#### Your assignment
In the listing that follows, count every line with the word "struct" in it and write only the total.

=-=-=

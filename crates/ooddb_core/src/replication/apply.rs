//! Applying transactions received from a peer.

use crate::collision::Collision;
use crate::commit::Shared;
use crate::database::Database;
use crate::error::CoreResult;
use crate::hooks::{cursor, Hook};
use crate::log::{version, PendingTransaction, VersionStamp};
use crate::schema::TableSchema;
use crate::storage::Connection;
use ooddb_protocol::{
    HookId, RowVersion, TableEvent, TransactionBatch, TransactionId, WireTransaction,
};
use std::collections::BTreeSet;
use tracing::{debug, info, trace};

/// Result of [`Database::apply_transactions`].
#[derive(Debug, Clone, Default, PartialEq, Eq)]
pub struct ApplyOutcome {
    /// Transactions applied, fully or partly.
    pub applied_transactions: usize,
    /// Transactions already applied before.
    pub skipped_transactions: usize,
    /// Row changes applied.
    pub applied_events: usize,
    /// Row changes refused by the collision policy.
    pub rejected_events: usize,
    /// Conflicts handed to the collision policy.
    pub collisions: usize,
    /// Relays logged for other peers.
    pub relayed: Vec<TransactionId>,
    /// Local transactions re-asserting refused rows.
    pub reasserted: Vec<TransactionId>,
    /// Sender position to confirm.
    pub last_validated: TransactionId,
}

enum Verdict {
    Apply,
    Skip,
    Reject,
}

#[derive(Default)]
struct Applied {
    skipped: bool,
    accepted: Vec<TableEvent>,
    rejected: usize,
    collisions: usize,
    relayed: Option<TransactionId>,
    reasserted: Option<TransactionId>,
}

/// Per-transaction context of the apply loop.
struct Incoming<'a> {
    shared: &'a Shared,
    local: HookId,
    source: &'a Hook,
    remote: &'a WireTransaction,
}

impl Incoming<'_> {
    fn decide(
        &self,
        conn: &mut dyn Connection,
        schema: &TableSchema,
        event: &TableEvent,
        applied: &mut Applied,
    ) -> CoreResult<Verdict> {
        let remote = self.remote;
        let stamp = version::get(conn, &event.table, &event.primary_key)?;
        let current = conn.get(&event.table, &event.primary_key)?;
        let Some(stamp) = stamp else {
            if remote.resynchronization
                && current.is_some()
                && current != event.row
                && !self.source.replace_conflicts_on_resynchronization
            {
                return Ok(Verdict::Reject);
            }
            return Ok(Verdict::Apply);
        };
        if stamp.origin == remote.origin {
            return Ok(if stamp.origin_id >= remote.origin_id {
                Verdict::Skip
            } else {
                Verdict::Apply
            });
        }
        let replaced = event
            .base
            .is_some_and(|base| base.covers(&RowVersion::from(stamp)));
        if replaced
            || remote.knows(stamp.origin) >= stamp.origin_id.as_u64()
            || current == event.row
        {
            return Ok(Verdict::Apply);
        }

        applied.collisions += 1;
        let incoming = event.row.as_deref().map(|r| schema.decode_row(r)).transpose()?;
        let existing = current.as_deref().map(|r| schema.decode_row(r)).transpose()?;
        let key = schema.key_values(&event.primary_key)?;
        let collision = Collision {
            local: self.local,
            peer: self.source.id,
            kind: event.kind,
            table: &event.table,
            primary_key: &key,
            incoming: incoming.as_ref(),
            current: existing.as_ref(),
            incoming_origin: remote.origin,
            current_origin: stamp.origin,
        };
        let resolver = self.shared.resolver();
        let direct = remote.origin == self.source.id && stamp.origin == self.local;
        let accept = if direct {
            resolver.direct_collision_detected(&collision)
        } else {
            let third_peer = if remote.origin == self.source.id {
                stamp.origin
            } else {
                remote.origin
            };
            resolver.indirect_collision_detected(&collision, third_peer)
        };
        info!(
            table = %event.table,
            peer = %self.source.id,
            direct,
            accept,
            "collision resolved"
        );
        Ok(if accept { Verdict::Apply } else { Verdict::Reject })
    }

    fn apply_event(
        &self,
        conn: &mut dyn Connection,
        schema: &TableSchema,
        event: &TableEvent,
    ) -> CoreResult<()> {
        match &event.row {
            Some(row) => {
                schema.decode_row(row)?;
                conn.put(&event.table, &event.primary_key, row)?;
            }
            None => {
                conn.delete(&event.table, &event.primary_key)?;
            }
        }
        if !self.remote.resynchronization {
            let stamp = VersionStamp {
                origin: self.remote.origin,
                origin_id: self.remote.origin_id,
            };
            version::set(conn, &event.table, &event.primary_key, stamp)?;
        }
        Ok(())
    }

    /// Logs the accepted changes again for peers that still need them.
    fn relay(&self, conn: &mut dyn Connection, accepted: &[TableEvent]) -> CoreResult<Option<TransactionId>> {
        let remote = self.remote;
        if accepted.is_empty() || remote.resynchronization {
            return Ok(None);
        }
        let packages = self.packages(accepted)?;
        let mut concerned = BTreeSet::new();
        for hook in self.shared.hooks.distant(conn)? {
            if hook.id == self.source.id || hook.id == remote.origin {
                continue;
            }
            if packages.iter().any(|p| hook.supports(p)) {
                concerned.insert(hook.id);
            }
        }
        if concerned.is_empty() {
            return Ok(None);
        }
        let logged = self.shared.log.append(
            conn,
            self.local,
            PendingTransaction::relay(remote, concerned),
            accepted.iter().cloned().map(Ok),
        )?;
        trace!(id = %logged.id, origin = %remote.origin, "transaction relayed");
        Ok(Some(logged.id))
    }

    /// Logs the kept rows as a new local transaction aimed at the sender
    /// and the origin, so they converge on the local value.
    fn reassert(
        &self,
        conn: &mut dyn Connection,
        rejected: &[&TableEvent],
    ) -> CoreResult<Option<TransactionId>> {
        let concerned: BTreeSet<HookId> = [self.source.id, self.remote.origin]
            .into_iter()
            .filter(|h| *h != self.local)
            .collect();
        if rejected.is_empty() || concerned.is_empty() {
            return Ok(None);
        }
        let mut events = Vec::with_capacity(rejected.len());
        for event in rejected {
            let kept = match conn.get(&event.table, &event.primary_key)? {
                Some(row) => TableEvent::update(event.table.clone(), event.primary_key.clone(), row),
                None => TableEvent::delete(event.table.clone(), event.primary_key.clone()),
            };
            events.push(Ok(kept));
        }
        let pending = PendingTransaction::local(
            self.shared.next_timestamp(),
            self.shared.hooks.known(conn)?,
            concerned,
        );
        let logged = self.shared.log.append(conn, self.local, pending, events)?;
        debug!(id = %logged.id, rows = rejected.len(), "kept rows re-asserted");
        Ok(Some(logged.id))
    }

    fn packages(&self, events: &[TableEvent]) -> CoreResult<BTreeSet<String>> {
        events
            .iter()
            .map(|e| {
                self.shared
                    .catalog
                    .get(&e.table)
                    .map(|t| t.package().to_string())
            })
            .collect()
    }
}

impl Database {
    /// Applies a batch received from `source`.
    ///
    /// Each transaction is applied in its own native transaction and is
    /// skipped when `source` already delivered it. A transaction that
    /// another peer produced is recorded as held by the sender, for that
    /// transaction alone; the producer's own position only moves through
    /// what the producer sends directly.
    ///
    /// # Errors
    ///
    /// `UnknownPeer` if the sender or a producer is not registered,
    /// `Field` or `Codec` errors for malformed rows.
    pub fn apply_transactions(
        &self,
        source: HookId,
        batch: &TransactionBatch,
    ) -> CoreResult<ApplyOutcome> {
        let mut outcome = ApplyOutcome::default();
        for remote in &batch.transactions {
            let applied = self.apply_one(source, remote)?;
            if applied.skipped {
                outcome.skipped_transactions += 1;
                continue;
            }
            outcome.applied_transactions += 1;
            outcome.applied_events += applied.accepted.len();
            outcome.rejected_events += applied.rejected;
            outcome.collisions += applied.collisions;
            outcome.relayed.extend(applied.relayed);
            outcome.reasserted.extend(applied.reasserted);
        }

        let shared = self.shared();
        outcome.last_validated = self.with_write(|conn| {
            let hook = shared.hooks.require_active(conn, source)?;
            let current = hook.last_validated_distant_transaction_id;
            if batch.last_transaction_id > current {
                shared.hooks.set_last_validated_distant(
                    conn,
                    source,
                    batch.last_transaction_id,
                    hook.last_validated_distant_transaction_utc,
                )?;
                return Ok(batch.last_transaction_id);
            }
            Ok(current)
        })?;

        for id in outcome.relayed.iter().chain(&outcome.reasserted) {
            shared.notify_logged(*id);
        }
        if outcome.applied_events > 0 {
            shared.notify_new_events();
        }
        debug!(
            %source,
            applied = outcome.applied_transactions,
            skipped = outcome.skipped_transactions,
            events = outcome.applied_events,
            rejected = outcome.rejected_events,
            last = %outcome.last_validated,
            "batch applied"
        );
        Ok(outcome)
    }

    fn apply_one(&self, source: HookId, remote: &WireTransaction) -> CoreResult<Applied> {
        let shared = self.shared();
        self.internal_write(|scope| {
            let applied = scope.write(|conn| {
                let hooks = &shared.hooks;
                let local = hooks.require_local(conn)?;
                let source_hook = hooks.require_active(conn, source)?;
                if remote.id <= source_hook.last_validated_distant_transaction_id {
                    return Ok(Applied {
                        skipped: true,
                        ..Applied::default()
                    });
                }
                if remote.origin == local.id {
                    hooks.set_last_validated_distant(conn, source, remote.id, remote.timestamp_utc)?;
                    return Ok(Applied {
                        skipped: true,
                        ..Applied::default()
                    });
                }
                if remote.origin != source {
                    hooks.require_active(conn, remote.origin)?;
                }

                let incoming = Incoming {
                    shared,
                    local: local.id,
                    source: &source_hook,
                    remote,
                };
                let mut applied = Applied::default();
                let mut rejected = Vec::new();
                for event in &remote.events {
                    let schema = shared.catalog.get(&event.table)?;
                    match incoming.decide(conn, &schema, event, &mut applied)? {
                        Verdict::Apply => {
                            incoming.apply_event(conn, &schema, event)?;
                            applied.accepted.push(event.clone());
                        }
                        Verdict::Skip => {}
                        Verdict::Reject => rejected.push(event),
                    }
                }
                applied.rejected = rejected.len();

                hooks.set_last_validated_distant(conn, source, remote.id, remote.timestamp_utc)?;
                if remote.origin != source {
                    // The sender holds this one transaction of the origin,
                    // not necessarily the ones before it.
                    let origin_id = remote.origin_id;
                    cursor::advance(conn, remote.origin, source, origin_id.as_u64())?;
                    cursor::advance(conn, remote.origin, local.id, origin_id.as_u64())?;
                    shared.log.mark_delivered(conn, local.id, remote.origin, origin_id, source)?;
                }

                applied.relayed = incoming.relay(conn, &applied.accepted)?;
                applied.reasserted = incoming.reassert(conn, &rejected)?;
                Ok(applied)
            })?;
            for event in &applied.accepted {
                scope.record_replicated(event.clone())?;
            }
            Ok(applied)
        })
    }
}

=-=-=

#### Answer for this exercise
3